Brief: Output the records, every one, exactly as given.

Stored data entries:
=======

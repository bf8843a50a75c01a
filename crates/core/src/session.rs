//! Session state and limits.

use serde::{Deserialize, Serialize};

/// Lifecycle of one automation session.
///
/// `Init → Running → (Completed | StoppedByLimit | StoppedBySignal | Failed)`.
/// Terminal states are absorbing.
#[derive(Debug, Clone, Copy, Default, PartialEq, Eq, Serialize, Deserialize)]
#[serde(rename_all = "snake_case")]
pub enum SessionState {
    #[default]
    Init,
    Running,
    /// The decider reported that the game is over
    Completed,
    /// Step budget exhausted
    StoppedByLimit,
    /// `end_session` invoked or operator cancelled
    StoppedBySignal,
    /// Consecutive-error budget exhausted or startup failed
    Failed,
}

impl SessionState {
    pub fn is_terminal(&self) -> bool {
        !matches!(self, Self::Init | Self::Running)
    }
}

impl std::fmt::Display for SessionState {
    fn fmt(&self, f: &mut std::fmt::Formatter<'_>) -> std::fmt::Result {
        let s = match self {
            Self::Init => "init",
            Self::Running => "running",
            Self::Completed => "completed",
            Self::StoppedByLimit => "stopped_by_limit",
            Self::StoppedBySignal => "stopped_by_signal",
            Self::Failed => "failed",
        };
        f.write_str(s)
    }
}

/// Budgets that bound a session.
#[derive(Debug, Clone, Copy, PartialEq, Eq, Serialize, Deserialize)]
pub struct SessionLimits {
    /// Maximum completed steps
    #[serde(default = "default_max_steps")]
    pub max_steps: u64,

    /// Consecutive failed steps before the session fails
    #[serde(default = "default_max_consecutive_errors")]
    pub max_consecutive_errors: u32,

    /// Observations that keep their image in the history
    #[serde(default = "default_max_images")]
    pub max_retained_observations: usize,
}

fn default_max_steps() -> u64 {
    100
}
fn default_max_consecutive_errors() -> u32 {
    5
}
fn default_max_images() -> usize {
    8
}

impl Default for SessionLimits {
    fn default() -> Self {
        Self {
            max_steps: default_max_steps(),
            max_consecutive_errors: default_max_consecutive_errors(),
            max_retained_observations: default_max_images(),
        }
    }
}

=======

Answer for this exercise:
repository bf8843a50a75c01a
filename crates/core/src/session.rs
//! Session state and limits.

use serde::{Deserialize, Serialize};

/// Lifecycle of one automation session.
///
/// `Init → Running → (Completed | StoppedByLimit | StoppedBySignal | Failed)`.
/// Terminal states are absorbing.
#[derive(Debug, Clone, Copy, Default, PartialEq, Eq, Serialize, Deserialize)]
#[serde(rename_all = "snake_case")]
pub enum SessionState {
    #[default]
    Init,
    Running,
    /// The decider reported that the game is over
    Completed,
    /// Step budget exhausted
    StoppedByLimit,
    /// `end_session` invoked or operator cancelled
    StoppedBySignal,
    /// Consecutive-error budget exhausted or startup failed
    Failed,
}

impl SessionState {
    pub fn is_terminal(&self) -> bool {
        !matches!(self, Self::Init | Self::Running)
    }
}

impl std::fmt::Display for SessionState {
    fn fmt(&self, f: &mut std::fmt::Formatter<'_>) -> std::fmt::Result {
        let s = match self {
            Self::Init => "init",
            Self::Running => "running",
            Self::Completed => "completed",
            Self::StoppedByLimit => "stopped_by_limit",
            Self::StoppedBySignal => "stopped_by_signal",
            Self::Failed => "failed",
        };
        f.write_str(s)
    }
}

/// Budgets that bound a session.
#[derive(Debug, Clone, Copy, PartialEq, Eq, Serialize, Deserialize)]
pub struct SessionLimits {
    /// Maximum completed steps
    #[serde(default = "default_max_steps")]
    pub max_steps: u64,

    /// Consecutive failed steps before the session fails
    #[serde(default = "default_max_consecutive_errors")]
    pub max_consecutive_errors: u32,

    /// Observations that keep their image in the history
    #[serde(default = "default_max_images")]
    pub max_retained_observations: usize,
}

fn default_max_steps() -> u64 {
    100
}
fn default_max_consecutive_errors() -> u32 {
    5
}
fn default_max_images() -> usize {
    8
}

impl Default for SessionLimits {
    fn default() -> Self {
        Self {
            max_steps: default_max_steps(),
            max_consecutive_errors: default_max_consecutive_errors(),
            max_retained_observations: default_max_images(),
        }
    }
}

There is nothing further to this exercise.